BACKGROUND OF THE INVENTION

Liquid crystal display devices comprise two pieces of polarized glass having a polarizing film side and a glass side. A special polymer that creates microscopic grooves (oriented in the same direction as the polarizing film) in the surface is rubbed on the non-polarizing film side of the glass. A coating of nematic liquid crystals is added to one of the filters.

The grooves cause the first layer of molecules of the liquid crystals to align with the filter's orientation. The second piece of glass is added with the polarizing film at a right angle to the first piece. Each successive layer of liquid crystal molecules gradually twists until the uppermost layer is at a 90 degree angle to the bottom, thus matching the orientation of the second polarized glass filter.

As light strikes the first filter, it is polarized. If the final layer of liquid crystal molecules is matched up with the second polarized glass filter, then the light will pass through. The light which passes through is controlled through the use of electric charges to the liquid crystal molecules.

Active-matrix LCDs depend on thin film transistors (TFT). Basically, TFTs are tiny switching transistors and capacitors arranged in a particular matrix on the glass substrate. These TFTs control which areas receive a charge and therefore, the image seen by the viewer. The light to the LCD device may be supplied through the use of a backlight unit (BLU). Two possible backlight unit types include cold cathode fluorescent lamps (CCFLs) and external electrode fluorescent lamps (EEFLs). In some embodiments, when compared with EEFL, CCFL has been used as a TFL-LCD BLU light source because of improved life/reliability performance and readied mass production line.

Fluorescent lamps are used to provide illumination in typical electrical devices for general lighting purposes because they are more efficient than incandescent bulbs in the production of light. A fluorescent lamp is a low pressure gas discharge source, in which light is produced predominately by fluorescent powders activated by ultraviolet energy generated by a mercury plasma forming an arc. The lamp, usually in the form of a tubular bulb with an electrode sealed into each end, contains mercury vapor at low pressure with a small amount of inert gas for starting. The inner walls of the bulb are coated with fluorescent powders commonly called phosphors. When the proper voltage is applied, the plasma-forming arc is produced by current flowing between the electrodes through the mercury vapor. This discharge generates some visible radiation.
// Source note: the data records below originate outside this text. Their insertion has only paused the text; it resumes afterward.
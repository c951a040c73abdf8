//! Error types for counting runs
//!
//! Fatal errors abort a run before any worker is spawned and are returned as
//! [`CountError`]. Per-file failures never abort a run; they are collected as
//! [`FileReadError`] values inside the run's report.

use serde::Serialize;
use std::path::PathBuf;
use thiserror::Error;

/// Fatal errors for a counting run
#[derive(Error, Debug)]
pub enum CountError {
    /// The target directory does not exist or cannot be listed
    #[error("cannot access directory '{}': {source}", path.display())]
    DirectoryAccess {
        path: PathBuf,
        #[source]
        source: std::io::Error,
    },

    /// The target path exists but is not a directory
    #[error("'{}' is not a directory", path.display())]
    NotADirectory { path: PathBuf },

    /// Worker count below one
    #[error("invalid worker count {0}: at least one worker is required")]
    InvalidWorkerCount(usize),

    /// The OS refused to start a worker thread
    #[error("failed to spawn counting worker: {0}")]
    Spawn(#[source] std::io::Error),

    /// A worker thread panicked while processing files
    #[error("a counting worker panicked")]
    WorkerPanicked,
}

impl CountError {
    /// Whether this error came from resolving the target directory
    pub fn is_directory_access(&self) -> bool {
        matches!(
            self,
            CountError::DirectoryAccess { .. } | CountError::NotADirectory { .. }
        )
    }
}

/// A single file that could not be opened or read to the end
#[derive(Error, Debug)]
#[error("failed to read '{}': {source}", path.display())]
pub struct FileReadError {
    pub path: PathBuf,
    #[source]
    pub source: std::io::Error,
}

impl FileReadError {
    pub fn new(path: impl Into<PathBuf>, source: std::io::Error) -> Self {
        Self {
            path: path.into(),
            source,
        }
    }
}

impl Serialize for FileReadError {
    fn serialize<S: serde::Serializer>(&self, serializer: S) -> Result<S::Ok, S::Error> {
        use serde::ser::SerializeStruct;

        let mut state = serializer.serialize_struct("FileReadError", 2)?;
        state.serialize_field("path", &self.path)?;
        state.serialize_field("error", &self.source.to_string())?;
        state.end()
    }
}

#[cfg(test)]
mod tests {
    use super::*;
    use std::io::{Error, ErrorKind};

    #[test]
    fn test_directory_errors_are_classified() {
        let missing = CountError::DirectoryAccess {
            path: PathBuf::from("/nope"),
            source: Error::new(ErrorKind::NotFound, "gone"),
        };
        assert!(missing.is_directory_access());
        assert!(missing.to_string().contains("/nope"));

        let file = CountError::NotADirectory {
            path: PathBuf::from("a.txt"),
        };
        assert!(file.is_directory_access());
        assert!(!CountError::InvalidWorkerCount(0).is_directory_access());
    }

    #[test]
    fn test_file_read_error_serializes_message() {
        let err = FileReadError::new("x.txt", Error::new(ErrorKind::PermissionDenied, "denied"));
        let json = serde_json::to_value(&err).unwrap();
        assert_eq!(json["path"], "x.txt");
        assert_eq!(json["error"], "denied");
    }
}
//! Command implementations for the charcount CLI
//!
//! Each command is organized into its own module.

pub mod bench;
pub mod count;
pub mod generate;

pub use bench::BenchArgs;
pub use count::CountArgs;
pub use generate::GenerateArgs;

/// Report format shared by `count` and `bench`
#[derive(Clone, Copy, Debug, Default, PartialEq, Eq, clap::ValueEnum)]
pub enum OutputFormat {
    /// Human-readable text output
    #[default]
    Text,
    /// JSON format
    Json,
}
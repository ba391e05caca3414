//! WebSocket protocol message definitions
//! These are the wire types for client-server communication

use std::collections::HashMap;

use serde::{Deserialize, Serialize};
use uuid::Uuid;

use crate::game::entities::{Bullet, Direction, Player};

/// Messages sent from client to server
#[derive(Debug, Clone, Serialize, Deserialize)]
#[serde(tag = "type", rename_all = "camelCase")]
pub enum ClientMsg {
    /// Enter the arena
    JoinGame {
        /// Display name; server assigns a default when absent or empty
        #[serde(default)]
        name: Option<String>,
    },

    /// Move one step and aim in the given direction
    PlayerMove { direction: Direction },

    /// Fire in the current aim direction (cooldown-gated server-side)
    PlayerShoot,
}

/// Messages sent from server to client
#[derive(Debug, Clone, Serialize, Deserialize)]
#[serde(tag = "type", rename_all = "camelCase", rename_all_fields = "camelCase")]
pub enum ServerMsg {
    /// A player entered the arena (sent to the joiner and broadcast to
    /// everyone else)
    PlayerJoined { id: Uuid, player: Player },

    /// Full state snapshot, sent privately to a session right after join
    GameState {
        players: HashMap<Uuid, Player>,
        bullets: HashMap<Uuid, Bullet>,
    },

    /// A player moved and/or changed aim
    PlayerMoved {
        id: Uuid,
        x: f32,
        y: f32,
        direction: Direction,
    },

    /// A bullet entered the arena
    BulletShot(Bullet),

    /// A bullet left the arena or struck a player
    BulletRemoved { id: Uuid },

    /// A bullet struck a player
    PlayerHit {
        player_id: Uuid,
        health: i32,
        damage: i32,
    },

    /// A player's health reached zero; `score` is the killer's credit
    PlayerDied {
        player_id: Uuid,
        killer_id: Uuid,
        score: u32,
    },

    /// A dead player came back at a fresh position
    PlayerRespawned {
        id: Uuid,
        x: f32,
        y: f32,
        health: i32,
    },

    /// A player disconnected
    PlayerLeft { id: Uuid },
}
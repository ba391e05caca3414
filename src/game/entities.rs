//! Game entities and the per-entity simulation rules

use serde::{Deserialize, Serialize};
use uuid::Uuid;

/// Arena dimensions in world units
pub const ARENA_WIDTH: f32 = 800.0;
pub const ARENA_HEIGHT: f32 = 600.0;

/// Player hitbox is a fixed square
pub const PLAYER_SIZE: f32 = 40.0;
/// Distance covered per accepted move command
pub const PLAYER_SPEED: f32 = 5.0;
pub const PLAYER_MAX_HEALTH: i32 = 100;

pub const BULLET_SIZE: f32 = 6.0;
/// Distance a bullet covers per simulation tick
pub const BULLET_SPEED: f32 = 8.0;
pub const BULLET_DAMAGE: i32 = 20;

pub const SHOOT_COOLDOWN_MS: u64 = 300;
pub const RESPAWN_DELAY_MS: u64 = 2000;
pub const KILL_SCORE: u32 = 100;

/// Spawn positions keep this margin from the arena edges
pub const SPAWN_MARGIN: f32 = 50.0;

/// Join colors, assigned round-robin by join order
pub const PLAYER_PALETTE: [&str; 5] = ["#FF6B6B", "#4ECDC4", "#45B7D1", "#96CEB4", "#FFEAA7"];

/// Movement / aiming direction
#[derive(Debug, Clone, Copy, PartialEq, Eq, Serialize, Deserialize)]
#[serde(rename_all = "lowercase")]
pub enum Direction {
    Up,
    Down,
    Left,
    Right,
}

impl Direction {
    /// Axis offset for travelling `dist` units in this direction
    pub fn offset(self, dist: f32) -> (f32, f32) {
        match self {
            Direction::Up => (0.0, -dist),
            Direction::Down => (0.0, dist),
            Direction::Left => (-dist, 0.0),
            Direction::Right => (dist, 0.0),
        }
    }
}

/// Player state (authoritative)
#[derive(Debug, Clone, Serialize, Deserialize)]
#[serde(rename_all = "camelCase")]
pub struct Player {
    pub id: Uuid,
    pub name: String,
    pub x: f32,
    pub y: f32,
    pub width: f32,
    pub height: f32,
    pub color: String,
    pub speed: f32,
    /// 0..=100; 0 means dead and awaiting respawn
    pub health: i32,
    pub score: u32,
    /// Last movement direction, doubles as aim
    pub direction: Direction,
    /// Timestamp (unix millis) of the last accepted shot
    pub last_shot_at: u64,
    pub shoot_cooldown_ms: u64,
}

impl Player {
    pub fn new(id: Uuid, name: String, color: String, x: f32, y: f32) -> Self {
        Self {
            id,
            name,
            x,
            y,
            width: PLAYER_SIZE,
            height: PLAYER_SIZE,
            color,
            speed: PLAYER_SPEED,
            health: PLAYER_MAX_HEALTH,
            score: 0,
            direction: Direction::Right,
            last_shot_at: 0,
            shoot_cooldown_ms: SHOOT_COOLDOWN_MS,
        }
    }

    pub fn is_alive(&self) -> bool {
        self.health > 0
    }

    /// Step one move command in `direction`, clamped to arena bounds.
    /// Also updates the aim direction.
    pub fn apply_move(&mut self, direction: Direction) {
        let (dx, dy) = direction.offset(self.speed);
        self.x = (self.x + dx).clamp(0.0, ARENA_WIDTH - self.width);
        self.y = (self.y + dy).clamp(0.0, ARENA_HEIGHT - self.height);
        self.direction = direction;
    }

    /// Attempt to fire at `now` (unix millis). Returns the spawned bullet,
    /// or `None` when still inside the cooldown window.
    pub fn try_shoot(&mut self, now: u64) -> Option<Bullet> {
        if now.saturating_sub(self.last_shot_at) < self.shoot_cooldown_ms {
            return None;
        }
        self.last_shot_at = now;
        Some(Bullet::new(self))
    }

    /// Apply damage with the health floored at 0.
    /// Returns true when health is now 0.
    pub fn apply_damage(&mut self, damage: i32) -> bool {
        self.health = (self.health - damage).max(0);
        self.health == 0
    }

    /// Reset to full health at a fresh position
    pub fn respawn_at(&mut self, x: f32, y: f32) {
        self.health = PLAYER_MAX_HEALTH;
        self.x = x;
        self.y = y;
    }
}

/// Active bullet in flight
#[derive(Debug, Clone, Serialize, Deserialize)]
#[serde(rename_all = "camelCase")]
pub struct Bullet {
    pub id: Uuid,
    pub owner_id: Uuid,
    pub x: f32,
    pub y: f32,
    /// Inherited from the owner at fire time, immutable thereafter
    pub direction: Direction,
    pub speed: f32,
    pub damage: i32,
    pub width: f32,
    pub height: f32,
}

impl Bullet {
    /// Spawn at the owner's center, travelling in the owner's aim direction
    pub fn new(owner: &Player) -> Self {
        Self {
            id: Uuid::new_v4(),
            owner_id: owner.id,
            x: owner.x + owner.width / 2.0,
            y: owner.y + owner.height / 2.0,
            direction: owner.direction,
            speed: BULLET_SPEED,
            damage: BULLET_DAMAGE,
            width: BULLET_SIZE,
            height: BULLET_SIZE,
        }
    }

    /// Advance one tick. Returns false once the bullet has left the arena.
    pub fn advance(&mut self) -> bool {
        let (dx, dy) = self.direction.offset(self.speed);
        self.x += dx;
        self.y += dy;
        (0.0..=ARENA_WIDTH).contains(&self.x) && (0.0..=ARENA_HEIGHT).contains(&self.y)
    }

    /// Axis-aligned bounding box overlap against a player
    pub fn overlaps(&self, player: &Player) -> bool {
        self.x < player.x + player.width
            && self.x + self.width > player.x
            && self.y < player.y + player.height
            && self.y + self.height > player.y
    }
}

#[cfg(test)]
mod tests {
    use super::*;

    fn player_at(x: f32, y: f32) -> Player {
        Player::new(Uuid::new_v4(), "tester".to_string(), "#FF6B6B".to_string(), x, y)
    }

    #[test]
    fn test_move_clamps_to_arena_bounds() {
        let mut player = player_at(10.0, 10.0);

        for _ in 0..200 {
            player.apply_move(Direction::Left);
            player.apply_move(Direction::Up);
        }
        assert_eq!(player.x, 0.0);
        assert_eq!(player.y, 0.0);

        for _ in 0..400 {
            player.apply_move(Direction::Right);
            player.apply_move(Direction::Down);
        }
        assert_eq!(player.x, ARENA_WIDTH - PLAYER_SIZE);
        assert_eq!(player.y, ARENA_HEIGHT - PLAYER_SIZE);
    }

    #[test]
    fn test_move_updates_aim_direction() {
        let mut player = player_at(100.0, 100.0);
        player.apply_move(Direction::Up);
        assert_eq!(player.direction, Direction::Up);
    }

    #[test]
    fn test_shoot_cooldown_gate() {
        let mut player = player_at(100.0, 100.0);

        assert!(player.try_shoot(10_000).is_some());
        // Inside the window: silently dropped
        assert!(player.try_shoot(10_000 + SHOOT_COOLDOWN_MS - 1).is_none());
        // Dropped shots must not reset the window
        assert!(player.try_shoot(10_000 + SHOOT_COOLDOWN_MS).is_some());
    }

    #[test]
    fn test_bullet_spawns_at_player_center_with_aim() {
        let mut player = player_at(100.0, 100.0);
        player.apply_move(Direction::Down);
        let bullet = player.try_shoot(10_000).unwrap();

        assert_eq!(bullet.owner_id, player.id);
        assert_eq!(bullet.direction, Direction::Down);
        // One move applied before the shot
        assert_eq!(bullet.x, player.x + PLAYER_SIZE / 2.0);
        assert_eq!(bullet.y, player.y + PLAYER_SIZE / 2.0);
    }

    #[test]
    fn test_damage_floors_at_zero() {
        let mut player = player_at(100.0, 100.0);
        player.health = 10;

        assert!(player.apply_damage(BULLET_DAMAGE));
        assert_eq!(player.health, 0);
        assert!(!player.is_alive());

        // Further damage keeps the floor
        player.apply_damage(BULLET_DAMAGE);
        assert_eq!(player.health, 0);
    }

    #[test]
    fn test_respawn_restores_full_health() {
        let mut player = player_at(100.0, 100.0);
        player.apply_damage(PLAYER_MAX_HEALTH);
        player.respawn_at(200.0, 300.0);

        assert_eq!(player.health, PLAYER_MAX_HEALTH);
        assert_eq!(player.x, 200.0);
        assert_eq!(player.y, 300.0);
    }

    #[test]
    fn test_bullet_leaves_arena_within_bounded_ticks() {
        let mut player = player_at(0.0, ARENA_HEIGHT / 2.0);
        player.apply_move(Direction::Right);
        let mut bullet = player.try_shoot(10_000).unwrap();

        let max_ticks = (ARENA_WIDTH.max(ARENA_HEIGHT) / BULLET_SPEED) as u32 + 1;
        let mut ticks = 0;
        while bullet.advance() {
            ticks += 1;
            assert!(ticks <= max_ticks, "bullet failed to terminate");
        }
    }

    #[test]
    fn test_aabb_overlap() {
        let player = player_at(110.0, 100.0);
        let mut shooter = player_at(100.0, 100.0);
        let mut bullet = shooter.try_shoot(10_000).unwrap();

        // Spawned at (120, 120), inside the target's box
        assert!(bullet.overlaps(&player));

        // Just past the target's right edge
        bullet.x = player.x + player.width;
        assert!(!bullet.overlaps(&player));

        // Touching from the left counts (strict on the far side only)
        bullet.x = player.x - bullet.width + 1.0;
        assert!(bullet.overlaps(&player));
    }
}
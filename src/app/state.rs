//! Application state shared across routes

use std::sync::Arc;

use crate::config::Config;
use crate::game::ArenaHandle;

/// Shared application state
#[derive(Clone)]
pub struct AppState {
    pub config: Arc<Config>,
    pub arena: ArenaHandle,
}

impl AppState {
    pub fn new(config: Config, arena: ArenaHandle) -> Self {
        Self {
            config: Arc::new(config),
            arena,
        }
    }
}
The ultraviolet light in turn excites the phosphors to emit light. In some fluorescent lamps, two electrodes are hermetically sealed into the bulb, one at each end. These electrodes are designed for operating as either "cold" or "hot" cathodes or electrodes. Electrodes for cold cathode (or glow) operation may consist of closed-end metal cylinders, coated on the inside with an emissive material.

FIG. 1A represents a prior art cold cathode fluorescent lamp (CCFL). The lamp is in the form of a tubular bulb, typically a glass tube, 1 , with two electrodes, 4, extending from each end. The lamp contains fluorescent powders, 3, and a discharge gas, 2. Typical prior art CCFL electrodes achieve an electrical connection between the inverter and

CCFL by soldering a connection, 5, from each electrode to the inverter. In this prior art CCFL structure, before assembling the lamps to the BLU module, the electrical connection is made by soldering wires to the electrodes of the CCFL lamp. When assembling the CCFL lamp, these lamps, with wires hanging at both ends, are placed on the BLU panels. The electrical connection from the lamp to the BLU modules is then done by additionally soldering the wires to the inverters on the BLU module. This is very time and labor intensive. FIG. 1 B demonstrates the connection by soldering of the prior art CCFL. FIG. 1C represents a typical CCFL with multiple 1-to-2 inverters, 6.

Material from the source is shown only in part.